Colgué el teléfono y me dieron ganas de gritar, de desmadrar algo, pero me calmé. Llame al abogado de mi padre y pude entender que él ya estaba enterado; era compañero de Pérez Ruz y me aseguró que todo estaba perdido, que no se podía hacer nada. Mis cuatro firmas le habían cedió esa propiedad al Lic. Viejo Mañoso, armó toda una representación, pagó un anuncio en el periódico que leo, puso mis características laborales en él, a sabiendas de mi situación, y me hizo firmar un contrato con el riesgo de que yo lo leyera. Le salió de maravilla. Me sentí estúpido, lloré como niño; el gato me miraba conmovido. ¿Quién es Pedro? Fue la pregunta qué se llevó el llanto de tajo para instalar una profunda duda ¿Cuál rancho? A mi papá le gustaba llevarme dos veces por año a Santa Isabel, nos quedábamos en el rancho de un amigo suyo que nunca conocí; según mi padre íbamos cuando el salía del país a unos negocios en Estados Unidos; al tiempo que se tomaba un respiro de la ciudad, hacía de cuidador a cambio de ese acogedor espacio. Por las mañanas echábamos pastura a las vacas y a las 7 de la tarde íbamos en caballo a apagar la bomba del pozo. En las tardes, como a las 4, nos comíamos una paleta de aguacate y teníamos largas caminatas por el pueblo. A mí me fascinaba. En el rancho a veces se dejaba ver un joven de enérgica flacura y mirada baja, dormía en un cuarto enseguida de los corrales. Nunca vi que mi padre hablara con él, ni siquiera lo saludaba. "Es el vaquero", me decía. Por las noches escuchaba a Los Cadetes de Linares, con la luz prendida. Mi padre renegaba, pero nunca lo vi decirle algo.

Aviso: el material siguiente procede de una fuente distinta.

// src/services/stall_service.rs

use chrono::Utc;

use crate::{
    common::error::AppError,
    db::{LeaseRepository, RecordRepository, Store},
    models::stall::{Stall, StallPayload, StallStatus},
};

#[derive(Clone)]
pub struct StallService {
    store: Store,
    stalls: RecordRepository<Stall>,
    leases: LeaseRepository,
}

impl StallService {
    pub fn new(store: Store) -> Self {
        Self {
            stalls: RecordRepository::new(store.clone()),
            leases: LeaseRepository::new(store.clone()),
            store,
        }
    }

    pub async fn list(&self, search: Option<&str>) -> Result<Vec<Stall>, AppError> {
        let stalls = self.stalls.list().await?;
        Ok(match search {
            Some(query) => stalls.into_iter().filter(|s| s.matches(query)).collect(),
            None => stalls,
        })
    }

    /// Bancas que podem receber locação: nem inativas, nem em manutenção, e sem
    /// contrato ativo. A ocupação vem dos contratos, não do campo `status`.
    pub async fn available(&self) -> Result<Vec<Stall>, AppError> {
        let leases = self.leases.list().await?;
        Ok(self
            .stalls
            .list()
            .await?
            .into_iter()
            .filter(|s| s.status.is_leasable())
            .filter(|s| !leases.iter().any(|l| l.occupies(&s.id)))
            .collect())
    }

    pub async fn get(&self, id: &str) -> Result<Stall, AppError> {
        self.stalls.get(id).await
    }

    pub async fn create(&self, payload: StallPayload) -> Result<Stall, AppError> {
        let mut missing = Vec::new();
        if payload.stall_type.as_deref().is_none_or(|t| t.trim().is_empty()) {
            missing.push("type".to_string());
        }
        if payload.location.as_deref().is_none_or(|l| l.trim().is_empty()) {
            missing.push("location".to_string());
        }
        if !missing.is_empty() {
            return Err(AppError::MissingFields(missing));
        }

        let now = Utc::now();
        let explicit_id = payload.id.clone().unwrap_or_default().trim().to_string();
        let mut stall = Stall::blank(explicit_id);
        payload.apply_to(&mut stall);
        stall.date_added = Some(now);
        stall.last_updated = Some(now);

        let mut tx = self.store.begin().await;
        let stall = self.stalls.create(&mut tx, stall).await?;
        tx.commit().await?;

        tracing::info!(stall_id = %stall.id, "🏪 Banca cadastrada");
        Ok(stall)
    }

    pub async fn update(&self, id: &str, payload: StallPayload) -> Result<Stall, AppError> {
        let blank_required = payload.stall_type.as_deref().is_some_and(|t| t.trim().is_empty())
            || payload.location.as_deref().is_some_and(|l| l.trim().is_empty());
        if blank_required {
            return Err(AppError::InvalidInput("Type and Location are required.".into()));
        }

        let mut tx = self.store.begin().await;
        let stall = self
            .stalls
            .update(&mut tx, id, |stall| {
                payload.apply_to(stall);
                stall.last_updated = Some(Utc::now());
                Ok(())
            })
            .await?;
        tx.commit().await?;
        Ok(stall)
    }

    /// Exclusão lógica: a banca fica `Inactive` e continua referenciável.
    pub async fn deactivate(&self, id: &str) -> Result<Stall, AppError> {
        let mut tx = self.store.begin().await;
        let stall = self
            .stalls
            .update(&mut tx, id, |stall| {
                stall.status = StallStatus::Inactive;
                stall.last_updated = Some(Utc::now());
                Ok(())
            })
            .await?;
        tx.commit().await?;

        tracing::info!(stall_id = %stall.id, "Banca desativada");
        Ok(stall)
    }
}

#[cfg(test)]
mod tests {
    use super::*;
    use crate::{
        db::{Collection, MemoryStore},
        models::{
            lease::{LeaseRequest, LeaseStatus},
            stall::ElectricityType,
        },
    };

    fn payload(stall_type: &str, location: &str) -> StallPayload {
        StallPayload {
            stall_type: Some(stall_type.into()),
            location: Some(location.into()),
            ..Default::default()
        }
    }

    #[tokio::test]
    async fn create_numbers_stalls_and_requires_type_and_location() {
        let service = StallService::new(Store::in_memory());

        let first = service.create(payload("Food", "A1")).await.unwrap();
        let second = service.create(payload("Dry Goods", "A2")).await.unwrap();
        assert_eq!(first.id, "ST-001");
        assert_eq!(second.id, "ST-002");
        assert_eq!(first.status, StallStatus::Available);
        assert!(first.date_added.is_some());

        let err = service.create(payload("", "A3")).await.unwrap_err();
        assert!(matches!(err, AppError::MissingFields(f) if f == vec!["type"]));

        let mut duplicate = payload("Food", "A4");
        duplicate.id = Some("ST-001".into());
        assert!(matches!(service.create(duplicate).await, Err(AppError::Conflict(_))));
    }

    #[tokio::test]
    async fn delete_is_soft_and_update_is_partial() {
        let service = StallService::new(Store::in_memory());
        let stall = service.create(payload("Food", "A1")).await.unwrap();

        let updated = service
            .update(
                &stall.id,
                StallPayload {
                    electricity_type: Some(ElectricityType::Metered),
                    has_electricity: Some(true),
                    ..Default::default()
                },
            )
            .await
            .unwrap();
        assert_eq!(updated.location, "A1");
        assert_eq!(updated.utilities.electricity_type, ElectricityType::Metered);

        let removed = service.deactivate(&stall.id).await.unwrap();
        assert_eq!(removed.status, StallStatus::Inactive);
        assert_eq!(service.list(None).await.unwrap().len(), 1);
    }

    #[tokio::test]
    async fn availability_follows_active_leases() {
        let store = Store::in_memory();
        let service = StallService::new(store.clone());
        for location in ["A1", "A2", "A3"] {
            service.create(payload("Food", location)).await.unwrap();
        }
        service
            .update("ST-003", StallPayload { status: Some(StallStatus::UnderMaintenance), ..Default::default() })
            .await
            .unwrap();

        let lease: LeaseRequest = serde_json::from_value(serde_json::json!({
            "id": "LEASE-1",
            "status": LeaseStatus::Active,
            "stallId": "ST-001",
        }))
        .unwrap();
        store.save(Collection::Leases, &[lease]).await.unwrap();

        let available: Vec<String> = service.available().await.unwrap().into_iter().map(|s| s.id).collect();
        assert_eq!(available, vec!["ST-002"]);
    }

    #[tokio::test]
    async fn search_covers_text_and_utilities() {
        let service = StallService::new(Store::in_memory());
        let mut wet = payload("Fish", "Wet Section");
        wet.has_water = Some(true);
        service.create(wet).await.unwrap();
        service.create(payload("Food", "B2")).await.unwrap();

        assert_eq!(service.list(Some("water")).await.unwrap().len(), 1);
        assert_eq!(service.list(Some("FISH")).await.unwrap().len(), 1);
        assert_eq!(service.list(Some("  ")).await.unwrap().len(), 2);
    }

    #[tokio::test]
    async fn unexpected_stored_values_never_wipe_the_collection() {
        let backend = MemoryStore::default();
        backend.put_raw(
            Collection::Stalls,
            r#"[
                {"id": "ST-001", "type": "Food", "location": "C1", "status": "Available"},
                {"id": "ST-002", "type": "Food", "location": "C2", "status": "Closed"},
                {"id": "ST-004", "type": "Meat", "location": "B4", "capacity": "lots"}
            ]"#,
        );
        let store = Store::new(backend);
        let service = StallService::new(store.clone());

        let listed = service.list(None).await.unwrap();
        assert_eq!(listed.len(), 2);
        assert_eq!(listed[1].status, StallStatus::Unknown);

        let created = service.create(payload("Meat", "B1")).await.unwrap();
        assert_eq!(created.id, "ST-005");

        let raw: Vec<serde_json::Value> = store.load(Collection::Stalls).await.unwrap();
        let ids: Vec<&str> = raw.iter().filter_map(|s| s["id"].as_str()).collect();
        assert_eq!(ids, ["ST-001", "ST-002", "ST-005", "ST-004"]);
        assert_eq!(raw[3]["capacity"], "lots");

        let available: Vec<String> = service.available().await.unwrap().into_iter().map(|s| s.id).collect();
        assert_eq!(available, vec!["ST-001", "ST-005"]);
    }
}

El sueño de la noche anterior, la angustia de mi Papá, Santa Isabel en su voz. Pedro. ¿Mi hermano que se había quedado en el rancho? Sentí un impulso, ahora me doy cuenta que no fue más que un simple reconocimiento de la verdad. Tomé el teléfono y le marqué a Rodrigo, mi amigo, el único amigo. Le pedí su troca para ir a Santa Isabel, le expliqué que acababa de perder mi casa, al pobre no le quedó de otra más que contestarme: Simón. No acabó de decírmelo cuando yo ya había tomado a mi gato y dos libros, una libreta con plumas ¡y vámonos! tomé un taxi a casa de Rodrigo. Llegué y me vio muy emocionado, entre la rabia, tristeza e intriga. Su gesto fue de espanto, como quien no reconoce de manera clara la emoción que asalta al ser querido.
—Yo te llevo, Mauricio.
Sentía tanta prisa que no me opuse. Tomamos camino y el gato no paro de maullar apenas tomamos carretera, Rodrigo estaba harto. Lo noté a la media hora de camino. Hicimos 40 minutos, menos mal. El rancho del amigo de mi papá es de fácil acceso, un kilómetro antes de la entrada al pueblo. Llegamos y estaba el vaquero con un grupo de amigos tomando Carta Blanca en lata. Todos voltearon a ver la troca sin sorpresa, me bajé y la reacción del vaquero fue de ya valió madre. Hizo un movimiento repentino, como intentando esconder el bote de cerveza. Al verse incapaz, sonrió.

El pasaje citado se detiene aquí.